- Exercise aim:
Copy, word for word, each line of the data below from the first through the line containing "use async_trait::async_trait;", and stop there.

(Source data)
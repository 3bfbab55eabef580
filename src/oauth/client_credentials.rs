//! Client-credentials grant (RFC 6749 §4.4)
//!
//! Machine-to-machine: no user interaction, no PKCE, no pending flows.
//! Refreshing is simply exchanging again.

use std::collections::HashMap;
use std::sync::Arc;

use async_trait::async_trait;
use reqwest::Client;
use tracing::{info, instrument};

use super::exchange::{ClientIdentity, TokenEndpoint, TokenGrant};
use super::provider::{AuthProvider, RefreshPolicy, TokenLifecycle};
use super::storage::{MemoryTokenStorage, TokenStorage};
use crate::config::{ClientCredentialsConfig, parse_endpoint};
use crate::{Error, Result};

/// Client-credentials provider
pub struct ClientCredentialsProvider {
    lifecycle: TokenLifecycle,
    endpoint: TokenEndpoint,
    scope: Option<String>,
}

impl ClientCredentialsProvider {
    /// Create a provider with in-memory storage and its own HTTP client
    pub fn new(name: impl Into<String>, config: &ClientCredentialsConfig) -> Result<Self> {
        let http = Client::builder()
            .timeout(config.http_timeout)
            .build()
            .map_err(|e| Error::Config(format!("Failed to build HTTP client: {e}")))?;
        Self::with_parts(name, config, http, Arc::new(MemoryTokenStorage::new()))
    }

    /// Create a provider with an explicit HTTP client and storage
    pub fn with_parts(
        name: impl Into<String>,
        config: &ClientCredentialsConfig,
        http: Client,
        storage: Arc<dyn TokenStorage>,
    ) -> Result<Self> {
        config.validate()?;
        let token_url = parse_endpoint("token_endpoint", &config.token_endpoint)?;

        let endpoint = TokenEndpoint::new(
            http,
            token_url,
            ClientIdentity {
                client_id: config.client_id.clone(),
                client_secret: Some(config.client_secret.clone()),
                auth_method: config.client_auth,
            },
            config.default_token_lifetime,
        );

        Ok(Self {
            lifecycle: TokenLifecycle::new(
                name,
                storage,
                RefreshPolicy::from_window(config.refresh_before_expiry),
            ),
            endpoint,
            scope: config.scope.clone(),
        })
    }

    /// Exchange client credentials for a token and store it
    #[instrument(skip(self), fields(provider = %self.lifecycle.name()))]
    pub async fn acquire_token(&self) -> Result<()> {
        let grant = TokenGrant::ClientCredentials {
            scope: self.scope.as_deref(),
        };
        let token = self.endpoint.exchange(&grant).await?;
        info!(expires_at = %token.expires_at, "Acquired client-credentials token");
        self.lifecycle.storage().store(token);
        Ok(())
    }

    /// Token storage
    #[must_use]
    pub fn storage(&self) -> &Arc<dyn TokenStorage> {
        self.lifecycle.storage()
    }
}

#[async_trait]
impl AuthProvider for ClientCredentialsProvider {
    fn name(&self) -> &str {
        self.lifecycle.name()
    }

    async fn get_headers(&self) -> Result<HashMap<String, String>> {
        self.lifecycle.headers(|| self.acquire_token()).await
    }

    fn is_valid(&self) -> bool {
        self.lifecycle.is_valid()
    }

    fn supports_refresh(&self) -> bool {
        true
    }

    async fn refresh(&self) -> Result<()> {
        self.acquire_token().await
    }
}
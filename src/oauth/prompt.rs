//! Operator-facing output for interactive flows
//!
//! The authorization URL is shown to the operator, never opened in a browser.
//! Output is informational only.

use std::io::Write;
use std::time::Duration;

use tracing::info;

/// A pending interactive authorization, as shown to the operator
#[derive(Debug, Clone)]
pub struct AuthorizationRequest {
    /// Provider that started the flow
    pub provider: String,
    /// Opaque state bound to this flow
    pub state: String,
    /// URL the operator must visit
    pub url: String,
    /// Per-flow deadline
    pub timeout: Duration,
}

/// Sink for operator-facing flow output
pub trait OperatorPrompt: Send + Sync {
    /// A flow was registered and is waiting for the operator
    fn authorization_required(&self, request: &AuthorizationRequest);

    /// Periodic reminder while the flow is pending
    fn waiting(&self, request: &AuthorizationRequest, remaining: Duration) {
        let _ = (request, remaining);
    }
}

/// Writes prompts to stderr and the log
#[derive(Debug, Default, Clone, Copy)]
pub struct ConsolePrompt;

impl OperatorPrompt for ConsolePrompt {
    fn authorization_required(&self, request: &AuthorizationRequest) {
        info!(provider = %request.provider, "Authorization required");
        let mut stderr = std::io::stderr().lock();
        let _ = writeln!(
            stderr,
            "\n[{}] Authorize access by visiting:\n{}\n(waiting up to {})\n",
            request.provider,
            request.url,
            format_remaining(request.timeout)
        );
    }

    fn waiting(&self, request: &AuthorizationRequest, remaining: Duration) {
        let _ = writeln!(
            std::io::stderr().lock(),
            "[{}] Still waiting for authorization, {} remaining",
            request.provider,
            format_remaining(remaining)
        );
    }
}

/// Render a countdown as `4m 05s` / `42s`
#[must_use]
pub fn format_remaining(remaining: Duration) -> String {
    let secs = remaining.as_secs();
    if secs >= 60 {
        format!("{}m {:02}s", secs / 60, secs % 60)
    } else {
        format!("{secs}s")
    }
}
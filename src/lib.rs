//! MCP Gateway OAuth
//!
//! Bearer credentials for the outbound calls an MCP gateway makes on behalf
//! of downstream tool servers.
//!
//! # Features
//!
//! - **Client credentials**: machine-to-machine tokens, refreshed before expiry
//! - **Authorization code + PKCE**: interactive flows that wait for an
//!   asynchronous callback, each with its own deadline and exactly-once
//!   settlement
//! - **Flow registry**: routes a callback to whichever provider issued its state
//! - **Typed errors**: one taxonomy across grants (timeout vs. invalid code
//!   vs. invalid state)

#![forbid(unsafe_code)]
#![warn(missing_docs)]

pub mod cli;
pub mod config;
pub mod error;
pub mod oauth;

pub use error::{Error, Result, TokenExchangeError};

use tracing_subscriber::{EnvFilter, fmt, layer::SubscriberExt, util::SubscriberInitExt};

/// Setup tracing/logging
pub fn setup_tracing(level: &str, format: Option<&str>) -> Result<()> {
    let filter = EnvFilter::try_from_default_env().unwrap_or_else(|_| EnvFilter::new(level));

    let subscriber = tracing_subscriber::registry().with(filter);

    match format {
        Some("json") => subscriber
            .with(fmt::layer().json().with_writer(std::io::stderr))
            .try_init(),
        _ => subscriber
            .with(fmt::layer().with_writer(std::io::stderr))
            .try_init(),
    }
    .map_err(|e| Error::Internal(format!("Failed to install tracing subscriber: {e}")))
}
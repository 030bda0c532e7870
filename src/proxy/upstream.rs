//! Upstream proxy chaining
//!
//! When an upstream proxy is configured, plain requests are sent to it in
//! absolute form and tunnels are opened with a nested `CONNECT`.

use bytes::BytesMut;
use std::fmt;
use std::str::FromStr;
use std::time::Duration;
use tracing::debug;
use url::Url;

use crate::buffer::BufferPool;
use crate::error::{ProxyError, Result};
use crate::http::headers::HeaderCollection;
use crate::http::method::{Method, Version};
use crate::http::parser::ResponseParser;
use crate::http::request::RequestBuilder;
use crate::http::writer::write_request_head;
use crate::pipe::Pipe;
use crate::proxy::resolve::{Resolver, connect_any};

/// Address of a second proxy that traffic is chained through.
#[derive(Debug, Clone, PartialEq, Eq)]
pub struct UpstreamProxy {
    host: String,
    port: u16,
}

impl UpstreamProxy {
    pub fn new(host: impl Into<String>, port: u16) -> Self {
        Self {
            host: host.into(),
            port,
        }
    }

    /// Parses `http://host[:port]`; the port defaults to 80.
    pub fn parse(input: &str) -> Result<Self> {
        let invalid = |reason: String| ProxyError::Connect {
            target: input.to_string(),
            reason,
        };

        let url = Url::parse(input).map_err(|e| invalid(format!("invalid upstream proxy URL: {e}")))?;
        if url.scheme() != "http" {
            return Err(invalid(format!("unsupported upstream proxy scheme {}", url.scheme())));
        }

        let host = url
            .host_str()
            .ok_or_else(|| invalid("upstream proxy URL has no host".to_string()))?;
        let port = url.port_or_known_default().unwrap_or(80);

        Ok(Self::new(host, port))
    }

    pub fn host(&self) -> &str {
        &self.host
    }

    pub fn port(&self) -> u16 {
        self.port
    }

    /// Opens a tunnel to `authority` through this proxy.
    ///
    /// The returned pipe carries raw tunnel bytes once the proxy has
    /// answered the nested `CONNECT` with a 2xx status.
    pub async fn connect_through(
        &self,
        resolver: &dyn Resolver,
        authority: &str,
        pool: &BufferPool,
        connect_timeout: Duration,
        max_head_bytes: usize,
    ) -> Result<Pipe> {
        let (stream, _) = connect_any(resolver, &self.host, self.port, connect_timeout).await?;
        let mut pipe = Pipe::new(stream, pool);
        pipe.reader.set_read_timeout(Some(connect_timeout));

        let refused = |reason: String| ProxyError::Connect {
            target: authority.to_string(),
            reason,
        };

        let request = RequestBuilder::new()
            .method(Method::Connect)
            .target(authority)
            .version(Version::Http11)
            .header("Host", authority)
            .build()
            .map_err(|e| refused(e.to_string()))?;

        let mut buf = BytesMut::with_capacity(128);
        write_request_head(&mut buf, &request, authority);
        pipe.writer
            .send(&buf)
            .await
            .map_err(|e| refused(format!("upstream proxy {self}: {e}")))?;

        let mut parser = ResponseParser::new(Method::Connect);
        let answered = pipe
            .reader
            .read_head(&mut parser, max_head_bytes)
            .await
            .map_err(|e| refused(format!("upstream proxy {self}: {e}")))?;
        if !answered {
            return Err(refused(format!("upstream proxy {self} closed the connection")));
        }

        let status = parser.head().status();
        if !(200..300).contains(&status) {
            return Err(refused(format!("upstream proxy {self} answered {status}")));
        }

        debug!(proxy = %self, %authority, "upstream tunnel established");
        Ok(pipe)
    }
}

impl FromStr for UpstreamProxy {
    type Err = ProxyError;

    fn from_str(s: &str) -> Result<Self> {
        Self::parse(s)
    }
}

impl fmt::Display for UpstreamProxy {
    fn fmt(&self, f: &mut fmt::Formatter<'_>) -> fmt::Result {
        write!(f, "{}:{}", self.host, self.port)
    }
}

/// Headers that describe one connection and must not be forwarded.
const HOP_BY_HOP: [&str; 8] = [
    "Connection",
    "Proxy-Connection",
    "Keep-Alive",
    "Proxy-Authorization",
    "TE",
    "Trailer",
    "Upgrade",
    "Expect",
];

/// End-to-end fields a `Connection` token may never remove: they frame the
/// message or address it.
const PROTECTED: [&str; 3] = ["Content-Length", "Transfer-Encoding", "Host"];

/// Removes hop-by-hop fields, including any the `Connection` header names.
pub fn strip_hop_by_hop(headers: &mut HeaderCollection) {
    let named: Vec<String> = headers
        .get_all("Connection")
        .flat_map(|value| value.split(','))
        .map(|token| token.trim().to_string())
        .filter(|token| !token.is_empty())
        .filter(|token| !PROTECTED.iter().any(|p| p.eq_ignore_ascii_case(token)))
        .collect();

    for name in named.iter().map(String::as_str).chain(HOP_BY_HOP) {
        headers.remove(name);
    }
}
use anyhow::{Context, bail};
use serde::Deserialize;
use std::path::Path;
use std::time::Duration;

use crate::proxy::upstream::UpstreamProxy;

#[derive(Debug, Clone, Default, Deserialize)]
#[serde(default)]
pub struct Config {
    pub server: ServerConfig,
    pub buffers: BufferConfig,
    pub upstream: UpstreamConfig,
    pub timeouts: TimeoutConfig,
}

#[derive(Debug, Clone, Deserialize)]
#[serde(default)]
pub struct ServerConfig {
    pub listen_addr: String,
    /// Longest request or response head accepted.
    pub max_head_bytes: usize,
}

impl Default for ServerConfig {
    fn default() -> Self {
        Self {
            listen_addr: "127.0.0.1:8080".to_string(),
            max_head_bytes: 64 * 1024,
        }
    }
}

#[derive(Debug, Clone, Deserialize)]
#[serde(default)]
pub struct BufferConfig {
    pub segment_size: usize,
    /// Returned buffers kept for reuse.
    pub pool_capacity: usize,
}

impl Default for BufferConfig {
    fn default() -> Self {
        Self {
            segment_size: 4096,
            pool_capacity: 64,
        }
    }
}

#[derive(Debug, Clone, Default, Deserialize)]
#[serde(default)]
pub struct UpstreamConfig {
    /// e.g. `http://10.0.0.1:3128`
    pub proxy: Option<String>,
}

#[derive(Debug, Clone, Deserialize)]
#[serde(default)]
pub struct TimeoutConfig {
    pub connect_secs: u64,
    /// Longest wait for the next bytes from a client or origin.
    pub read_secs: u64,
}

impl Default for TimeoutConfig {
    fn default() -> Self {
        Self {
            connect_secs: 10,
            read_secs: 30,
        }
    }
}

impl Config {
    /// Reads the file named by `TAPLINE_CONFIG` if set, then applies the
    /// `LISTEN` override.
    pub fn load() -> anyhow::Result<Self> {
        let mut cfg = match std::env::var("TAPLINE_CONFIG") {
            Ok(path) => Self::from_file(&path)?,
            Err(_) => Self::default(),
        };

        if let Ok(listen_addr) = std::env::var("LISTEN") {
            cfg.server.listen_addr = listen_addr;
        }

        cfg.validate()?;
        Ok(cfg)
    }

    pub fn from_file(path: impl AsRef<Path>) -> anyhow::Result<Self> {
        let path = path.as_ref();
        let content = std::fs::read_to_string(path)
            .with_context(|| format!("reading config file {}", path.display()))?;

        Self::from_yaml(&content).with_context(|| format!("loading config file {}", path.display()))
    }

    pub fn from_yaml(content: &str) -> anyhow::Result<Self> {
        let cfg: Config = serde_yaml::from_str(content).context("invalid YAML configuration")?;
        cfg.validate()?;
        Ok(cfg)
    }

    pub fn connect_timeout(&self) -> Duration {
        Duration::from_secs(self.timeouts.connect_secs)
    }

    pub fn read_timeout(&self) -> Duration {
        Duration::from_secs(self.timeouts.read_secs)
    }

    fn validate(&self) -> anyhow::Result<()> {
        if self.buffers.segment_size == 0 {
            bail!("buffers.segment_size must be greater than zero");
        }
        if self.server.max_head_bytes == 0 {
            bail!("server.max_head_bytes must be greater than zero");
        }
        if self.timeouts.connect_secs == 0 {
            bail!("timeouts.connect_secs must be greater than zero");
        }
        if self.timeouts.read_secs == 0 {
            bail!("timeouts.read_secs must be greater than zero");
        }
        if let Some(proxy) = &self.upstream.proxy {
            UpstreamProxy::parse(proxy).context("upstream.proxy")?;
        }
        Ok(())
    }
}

- Task result:
repository 3bfbab55eabef580
filename src/oauth/client_credentials.rs
//! Client-credentials grant (RFC 6749 §4.4)
//!
//! Machine-to-machine: no user interaction, no PKCE, no pending flows.
//! Refreshing is simply exchanging again.

use std::collections::HashMap;
use std::sync::Arc;

use async_trait::async_trait;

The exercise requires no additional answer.